Personal information
- Full name: Milton Joel Caraglio Pérez
- Date of birth: 1 December 1988 (age 37)
- Place of birth: Rosario, Argentina
- Height: 1.87 m (6 ft 2 in)
- Position: Striker

Team information
- Current team: Central Córdoba

Youth career
- 2001–2006: Rosario Central

Senior career*
- Years: Team / Apps / (Gls)
- 2007–2011: Rosario Central / 49 / (11)
- 2011: → New England Revolution (loan) / 12 / (3)
- 2012–2016: Rangers / 37 / (16)
- 2013: → Pescara (loan) / 4 / (0)
- 2013–2014: → Arsenal de Sarandí (loan) / 30 / (7)
- 2014–2015: → Vélez Sarsfield (loan) / 44 / (8)
- 2016: Sinaloa / 14 / (6)
- 2016–2017: Tijuana / 39 / (8)
- 2017–2018: Atlas / 34 / (16)
- 2018–2021: Cruz Azul / 60 / (22)
- 2021: → Atlas (loan) / 20 / (1)
- 2021–2022: Rosario Central / 15 / (1)
- 2022: San Luis / 10 / (0)
- 2023: Venados / 16 / (1)
- 2024–: Central Córdoba

= Milton Caraglio =

Argentine footballer

Milton Joel Caraglio Pérez (born 1 December 1988) is an Argentine professional footballer who plays as a striker for Central Córdoba.

==Club career==
===Rosario Central===

Caraglio started his football career at Rosario Central youth, being promoted to the first team in 2007. He made his professional on 17 March against San Lorenzo de Almagro in a 1–0 home defeat and scored his first goal against Huracán during the 2008 Apertura.
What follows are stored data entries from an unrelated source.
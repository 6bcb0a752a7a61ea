//! Signed OAuth state
//!
//! Uses HMAC-signed tokens, so no server-side storage is needed between
//! the consent redirect and the callback.

use base64::{Engine as _, engine::general_purpose};
use chrono::{DateTime, Duration, Utc};
use hmac::{Hmac, Mac};
use rand::RngCore;
use serde::{Deserialize, Serialize};
use sha2::Sha256;

use crate::error::AppError;

type HmacSha256 = Hmac<Sha256>;

/// Payload carried in the `state` parameter
#[derive(Debug, Clone, Serialize, Deserialize)]
pub struct OAuthState {
    /// Random value, unique per login attempt
    pub nonce: String,
    pub issued_at: DateTime<Utc>,
    pub expires_at: DateTime<Utc>,
}

impl OAuthState {
    pub fn is_expired(&self) -> bool {
        self.expires_at < Utc::now()
    }
}

/// URL-safe random string from `bytes` bytes of entropy
pub(crate) fn random_token(bytes: usize) -> String {
    let mut buf = vec![0u8; bytes];
    rand::thread_rng().fill_bytes(&mut buf);
    general_purpose::URL_SAFE_NO_PAD.encode(buf)
}

fn mac(secret: &str) -> Result<HmacSha256, AppError> {
    HmacSha256::new_from_slice(secret.as_bytes())
        .map_err(|e| AppError::Internal(anyhow::anyhow!("invalid HMAC key: {e}")))
}

/// Create a signed state token
///
/// Token format: base64(payload).base64(hmac_sha256(payload))
pub fn issue_state(secret: &str, ttl_seconds: i64) -> Result<String, AppError> {
    let now = Utc::now();
    let state = OAuthState {
        nonce: random_token(16),
        issued_at: now,
        expires_at: now + Duration::seconds(ttl_seconds),
    };

    let payload = serde_json::to_string(&state).map_err(|e| AppError::Internal(e.into()))?;
    let payload_b64 = general_purpose::URL_SAFE_NO_PAD.encode(payload.as_bytes());

    let mut mac = mac(secret)?;
    mac.update(payload_b64.as_bytes());
    let signature_b64 = general_purpose::URL_SAFE_NO_PAD.encode(mac.finalize().into_bytes());

    Ok(format!("{}.{}", payload_b64, signature_b64))
}

/// Verify and decode a state token
///
/// # Errors
/// `InvalidState` if the token is malformed, forged or expired
pub fn verify_state(token: &str, secret: &str) -> Result<OAuthState, AppError> {
    let (payload_b64, signature_b64) = token.split_once('.').ok_or(AppError::InvalidState)?;

    let signature = general_purpose::URL_SAFE_NO_PAD
        .decode(signature_b64)
        .map_err(|_| AppError::InvalidState)?;

    let mut mac = mac(secret)?;
    mac.update(payload_b64.as_bytes());
    mac.verify_slice(&signature)
        .map_err(|_| AppError::InvalidState)?;

    let payload = general_purpose::URL_SAFE_NO_PAD
        .decode(payload_b64)
        .map_err(|_| AppError::InvalidState)?;
    let state: OAuthState =
        serde_json::from_slice(&payload).map_err(|_| AppError::InvalidState)?;

    if state.is_expired() {
        return Err(AppError::InvalidState);
    }

    Ok(state)
}
//! Graph API access
//!
//! Every entity this service touches is owned upstream. This module is the
//! only place that talks to the provider; the rest of the crate goes through
//! the [`GraphApi`] trait so handlers and the resolution pipeline can be
//! exercised against a substitute.

mod client;
pub mod models;

use axum::async_trait;
use serde::de::DeserializeOwned;
use thiserror::Error;

pub use client::GraphClient;
pub use models::*;

/// Failure of a single Graph API call
#[derive(Debug, Error)]
pub enum GraphError {
    /// Network failure; the request URL is stripped before wrapping
    #[error("Graph API transport error: {0}")]
    Transport(#[source] reqwest::Error),

    /// Non-2xx response; `payload` is the provider's error body
    #[error("Graph API returned status {status}")]
    Status {
        status: u16,
        payload: serde_json::Value,
    },

    /// 2xx response whose body did not have the expected shape
    #[error("Unexpected Graph API response: {0}")]
    Decode(#[from] serde_json::Error),
}

impl GraphError {
    /// Provider-returned error body, when there is one
    pub fn payload(&self) -> Option<&serde_json::Value> {
        match self {
            GraphError::Status { payload, .. } => Some(payload),
            _ => None,
        }
    }
}

/// One request, one response. No retries or batching.
#[async_trait]
pub trait GraphApi: Send + Sync {
    /// GET `<api root>/<path>` with `params` as the query string
    async fn get(
        &self,
        path: &str,
        params: &[(&str, &str)],
    ) -> Result<serde_json::Value, GraphError>;

    /// POST `<api root>/<path>` with `params` as the query string and no body
    async fn post(
        &self,
        path: &str,
        params: &[(&str, &str)],
    ) -> Result<serde_json::Value, GraphError>;
}

/// GET and decode into a typed projection
pub async fn get_as<T: DeserializeOwned>(
    graph: &dyn GraphApi,
    path: &str,
    params: &[(&str, &str)],
) -> Result<T, GraphError> {
    let value = graph.get(path, params).await?;
    Ok(serde_json::from_value(value)?)
}

/// Percent-encode a caller-supplied node id for use as a path segment
pub fn node_path(id: &str, edge: Option<&str>) -> String {
    let node = urlencoding::encode(id);
    match edge {
        Some(edge) => format!("{node}/{edge}"),
        None => node.into_owned(),
    }
}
In the following two seasons, the striker scored seven goals in 29 games.

In July 2010, Caraglio joined West Ham United on trial, making his debut on 28 July when he played for 64 minutes in a 2–0 win against MK Dons. However, he failed to pass the stringent medical that West Ham put him through and he returned to Argentina.

===New England Revolution===

On 2 August 2011, Caraglio completed a move to Major League Soccer side New England Revolution as the team's first ever designated player. Per MLS Soccer Players Union documentation, Caraglio's 2011 base salary was $54,000, though, under Designated Player rules,
the Revolution's salary cap would be charged roughly $200,000 for their use of the spot. It is likely that the fees associated with his loan deal / transfer fee pushed his over-all compensation into qualification for Designated Player rule, which does allow for transfer fees to be built into a salary cap hit that can extend over several seasons.

Caraglio made his league debut on August 6, 2011, against Chivas USA in front of 11,523 fans at Gillette Stadium. The Revolution would lose 3–2, their 5th straight loss to Chivas, conceding a brace to Alejandro Moreno and an additional goal to Nick LaBrocca. The game is best remembered as the league debut of the Revolution's first homegrown player Diego Fagundez, who would additionally score his first MLS goal in the 86th minute.

Caraglio's first goal came as part of a brace at home against the New York Red Bulls on Saturday, August 20, 2011. Caraglio scored his first goal in the 15th minute, breaking past three defenders and corralling his own shot past Bouna Coundoul. His second goal would come 22 minutes later, when he headed in a Kenny Mansally set piece in the 37th minute. Despite Caraglio's heroics the Revolution would concede 2 second half goals to Dane Richards and draw 2-2.

Caraglio's final goal for the Revolution came on October 22, 2011, in the season finale at BMO Field against Toronto FC in front of 21,600 fans. Caraglio slid to connect with a Benny Feilhaber cross in the 46th minute, sending the ball past Miloš Kocić.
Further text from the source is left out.